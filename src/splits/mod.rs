//! # Strategy-Based Split Generation
//!
//! Produces a per-segment pacing plan whose total time and distance match the
//! requested race exactly.
//!
//! ## Algorithm
//! 1. Cut the distance into whole-unit segments plus a fractional remainder
//! 2. Assign each segment a base multiplier from the strategy
//! 3. Scale multipliers by the fine-tune checkpoints each segment has passed
//! 4. Solve for the base pace: `p0 = T / Σ(dᵢ · mᵢ)`, then `pᵢ = p0 · mᵢ` and
//!    `tᵢ = pᵢ · dᵢ`, accumulating distance and time segment by segment
//!
//! Degenerate input (non-positive distance or time, a distance needing more
//! than [`MAX_SEGMENTS`] segments, or a non-positive weighted distance) yields
//! an empty plan rather than an error.
//!
//! ## Example
//! ```rust
//! use pace_planner::splits::{calculate_strategy_splits, SplitStrategy, SplitStrategyOptions};
//! use pace_planner::Unit;
//!
//! let options = SplitStrategyOptions {
//!     strategy: SplitStrategy::Negative,
//!     unit: Unit::Km,
//!     strength_seconds: 10.0,
//!     fine_tune: None,
//! };
//! let splits = calculate_strategy_splits(10.0, 3000.0, &options);
//! assert_eq!(splits.len(), 10);
//! assert!(splits[0].pace_seconds > splits[9].pace_seconds);
//! assert_eq!(splits[9].cumulative_time, "00:50:00");
//! ```

mod multipliers;
mod summary;

use log::debug;
use serde::{Deserialize, Serialize};

use crate::time::{format_duration, format_pace};
use crate::Unit;

pub use multipliers::{
    apply_fine_tune, build_base_multipliers, build_segment_distances, fine_tune_checkpoints,
    segment_midpoints, strategy_amplitude, FineTuneCheckpoint, MAX_AMPLITUDE, MAX_SEGMENTS,
    MIN_AMPLITUDE,
};
pub use summary::{
    finish_summary, half_split_summary, select_splits, FinishSummary, HalfSplitSummary, SplitView,
    FINISH_WINDOW, VIEW_EPSILON,
};

/// Pacing strategy.
#[derive(Debug, Clone, Copy, PartialEq, Eq, Hash, Default, Serialize, Deserialize)]
#[serde(rename_all = "camelCase")]
#[cfg_attr(feature = "ffi", derive(uniffi::Enum))]
pub enum SplitStrategy {
    /// Same pace throughout
    #[default]
    Even,
    /// Slower start, faster finish
    Negative,
    /// Faster start, slower finish
    SlightPositive,
    /// Conservative first 10 miles, steady middle, faster last 10 km
    TenTenTen,
    /// Half-strength negative split, meant to be shaped with fine-tuning
    Custom,
}

impl SplitStrategy {
    pub const ALL: [SplitStrategy; 5] = [
        SplitStrategy::Even,
        SplitStrategy::Negative,
        SplitStrategy::SlightPositive,
        SplitStrategy::TenTenTen,
        SplitStrategy::Custom,
    ];
}

/// Percentage adjustments that take effect after each checkpoint
/// (+ slower, - faster). Unset checkpoints have no effect.
#[derive(Debug, Clone, Copy, PartialEq, Default, Serialize, Deserialize)]
#[serde(rename_all = "camelCase")]
#[cfg_attr(feature = "ffi", derive(uniffi::Record))]
pub struct FineTunePercent {
    pub after_5k: Option<f64>,
    pub after_10k: Option<f64>,
    pub after_half: Option<f64>,
    pub after_30k: Option<f64>,
}

impl FineTunePercent {
    /// True when no checkpoint carries a percentage.
    pub fn is_empty(&self) -> bool {
        self.after_5k.is_none()
            && self.after_10k.is_none()
            && self.after_half.is_none()
            && self.after_30k.is_none()
    }
}

/// Strategy configuration for one plan.
#[derive(Debug, Clone, Copy, PartialEq, Default, Serialize, Deserialize)]
#[serde(rename_all = "camelCase")]
#[cfg_attr(feature = "ffi", derive(uniffi::Record))]
pub struct SplitStrategyOptions {
    pub strategy: SplitStrategy,
    pub unit: Unit,
    /// How many seconds per unit the strategy shifts between start and finish
    #[serde(default)]
    pub strength_seconds: f64,
    #[serde(default)]
    pub fine_tune: Option<FineTunePercent>,
}

impl SplitStrategyOptions {
    /// Even pacing in `unit`.
    pub fn even(unit: Unit) -> Self {
        Self {
            strategy: SplitStrategy::Even,
            unit,
            strength_seconds: 0.0,
            fine_tune: None,
        }
    }
}

/// One row of the split table.
#[derive(Debug, Clone, PartialEq, Serialize, Deserialize)]
#[cfg_attr(feature = "ffi", derive(uniffi::Record))]
pub struct Split {
    /// 1-based segment number
    pub split_number: u32,
    /// Segment length in the active unit (1, or less for the remainder)
    pub segment_distance: f64,
    /// Final multiplier applied to the base pace
    pub multiplier: f64,
    /// Segment pace in seconds per unit
    pub pace_seconds: f64,
    /// Time spent on this segment in seconds
    pub segment_seconds: f64,
    /// Distance from the start to the end of this segment
    pub distance_from_start: f64,
    /// Time from the start to the end of this segment in seconds
    pub cumulative_seconds: f64,
    /// Pace formatted as `M'SS"`
    pub pace_per_split: String,
    /// Cumulative time formatted as `HH:MM:SS`
    pub cumulative_time: String,
}

/// A full plan for one strategy.
#[derive(Debug, Clone, PartialEq, Serialize, Deserialize)]
#[cfg_attr(feature = "ffi", derive(uniffi::Record))]
pub struct StrategyPlan {
    pub strategy: SplitStrategy,
    pub splits: Vec<Split>,
}

/// Compute the split table for a race.
///
/// # Arguments
/// * `total_distance` - Race distance in `options.unit`
/// * `total_time_seconds` - Goal time
/// * `options` - Strategy, strength and fine-tune
///
/// # Returns
/// One [`Split`] per segment, or an empty list for degenerate input.
pub fn calculate_strategy_splits(
    total_distance: f64,
    total_time_seconds: f64,
    options: &SplitStrategyOptions,
) -> Vec<Split> {
    let usable = |v: f64| v.is_finite() && v > 0.0;
    if !usable(total_distance) || !usable(total_time_seconds) {
        debug!(
            "[Splits] Degenerate input: distance={}, time={}",
            total_distance, total_time_seconds
        );
        return Vec::new();
    }
    if total_distance.floor() > MAX_SEGMENTS as f64 {
        debug!(
            "[Splits] Distance {} needs more than {} segments",
            total_distance, MAX_SEGMENTS
        );
        return Vec::new();
    }

    let segments = build_segment_distances(total_distance);
    let base = build_base_multipliers(&segments, total_distance, total_time_seconds, options);
    let multipliers = apply_fine_tune(&base, &segments, options.unit, options.fine_tune.as_ref());

    let weighted_distance: f64 = segments
        .iter()
        .zip(&multipliers)
        .map(|(d, m)| d * m)
        .sum();

    if !(weighted_distance > 0.0) {
        debug!("[Splits] Weighted distance {} is not positive", weighted_distance);
        return Vec::new();
    }

    let base_pace = total_time_seconds / weighted_distance;
    let last = segments.len() - 1;

    let mut cumulative_seconds = 0.0;
    let mut cumulative_distance = 0.0;

    segments
        .iter()
        .zip(&multipliers)
        .enumerate()
        .map(|(i, (&segment_distance, &multiplier))| {
            let pace_seconds = base_pace * multiplier;
            let segment_seconds = pace_seconds * segment_distance;

            cumulative_seconds += segment_seconds;
            cumulative_distance += segment_distance;

            // Pin the finish to the exact totals so rounding drift cannot
            // floor the final time one second short
            if i == last {
                cumulative_seconds = total_time_seconds;
                cumulative_distance = total_distance;
            }

            Split {
                split_number: (i + 1) as u32,
                segment_distance,
                multiplier,
                pace_seconds,
                segment_seconds,
                distance_from_start: cumulative_distance,
                cumulative_seconds,
                pace_per_split: format_pace(pace_seconds),
                cumulative_time: format_duration(cumulative_seconds),
            }
        })
        .collect()
}

/// Even-pace split table from a distance and a pace.
pub fn calculate_splits(total_distance: f64, pace_seconds_per_unit: f64, unit: Unit) -> Vec<Split> {
    let total_time_seconds = total_distance * pace_seconds_per_unit;
    calculate_strategy_splits(total_distance, total_time_seconds, &SplitStrategyOptions::even(unit))
}

/// Run every strategy with the same strength and fine-tune settings.
pub fn compare_strategies(
    total_distance: f64,
    total_time_seconds: f64,
    options: &SplitStrategyOptions,
) -> Vec<StrategyPlan> {
    SplitStrategy::ALL
        .iter()
        .map(|&strategy| StrategyPlan {
            strategy,
            splits: calculate_strategy_splits(
                total_distance,
                total_time_seconds,
                &SplitStrategyOptions {
                    strategy,
                    ..*options
                },
            ),
        })
        .collect()
}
..........
### THE PROBLEM
In the material above, locate the line containing "shaped with fine-tuning" and the line containing "Even pacing in". Transcribe exactly those two lines and every line between them, and nothing more.

### RESPONSE TO THE EXERCISE
    /// Half-strength negative split, meant to be shaped with fine-tuning
    Custom,
}

impl SplitStrategy {
    pub const ALL: [SplitStrategy; 5] = [
        SplitStrategy::Even,
        SplitStrategy::Negative,
        SplitStrategy::SlightPositive,
        SplitStrategy::TenTenTen,
        SplitStrategy::Custom,
    ];
}

/// Percentage adjustments that take effect after each checkpoint
/// (+ slower, - faster). Unset checkpoints have no effect.
#[derive(Debug, Clone, Copy, PartialEq, Default, Serialize, Deserialize)]
#[serde(rename_all = "camelCase")]
#[cfg_attr(feature = "ffi", derive(uniffi::Record))]
pub struct FineTunePercent {
    pub after_5k: Option<f64>,
    pub after_10k: Option<f64>,
    pub after_half: Option<f64>,
    pub after_30k: Option<f64>,
}

impl FineTunePercent {
    /// True when no checkpoint carries a percentage.
    pub fn is_empty(&self) -> bool {
        self.after_5k.is_none()
            && self.after_10k.is_none()
            && self.after_half.is_none()
            && self.after_30k.is_none()
    }
}

/// Strategy configuration for one plan.
#[derive(Debug, Clone, Copy, PartialEq, Default, Serialize, Deserialize)]
#[serde(rename_all = "camelCase")]
#[cfg_attr(feature = "ffi", derive(uniffi::Record))]
pub struct SplitStrategyOptions {
    pub strategy: SplitStrategy,
    pub unit: Unit,
    /// How many seconds per unit the strategy shifts between start and finish
    #[serde(default)]
    pub strength_seconds: f64,
    #[serde(default)]
    pub fine_tune: Option<FineTunePercent>,
}

impl SplitStrategyOptions {
    /// Even pacing in `unit`.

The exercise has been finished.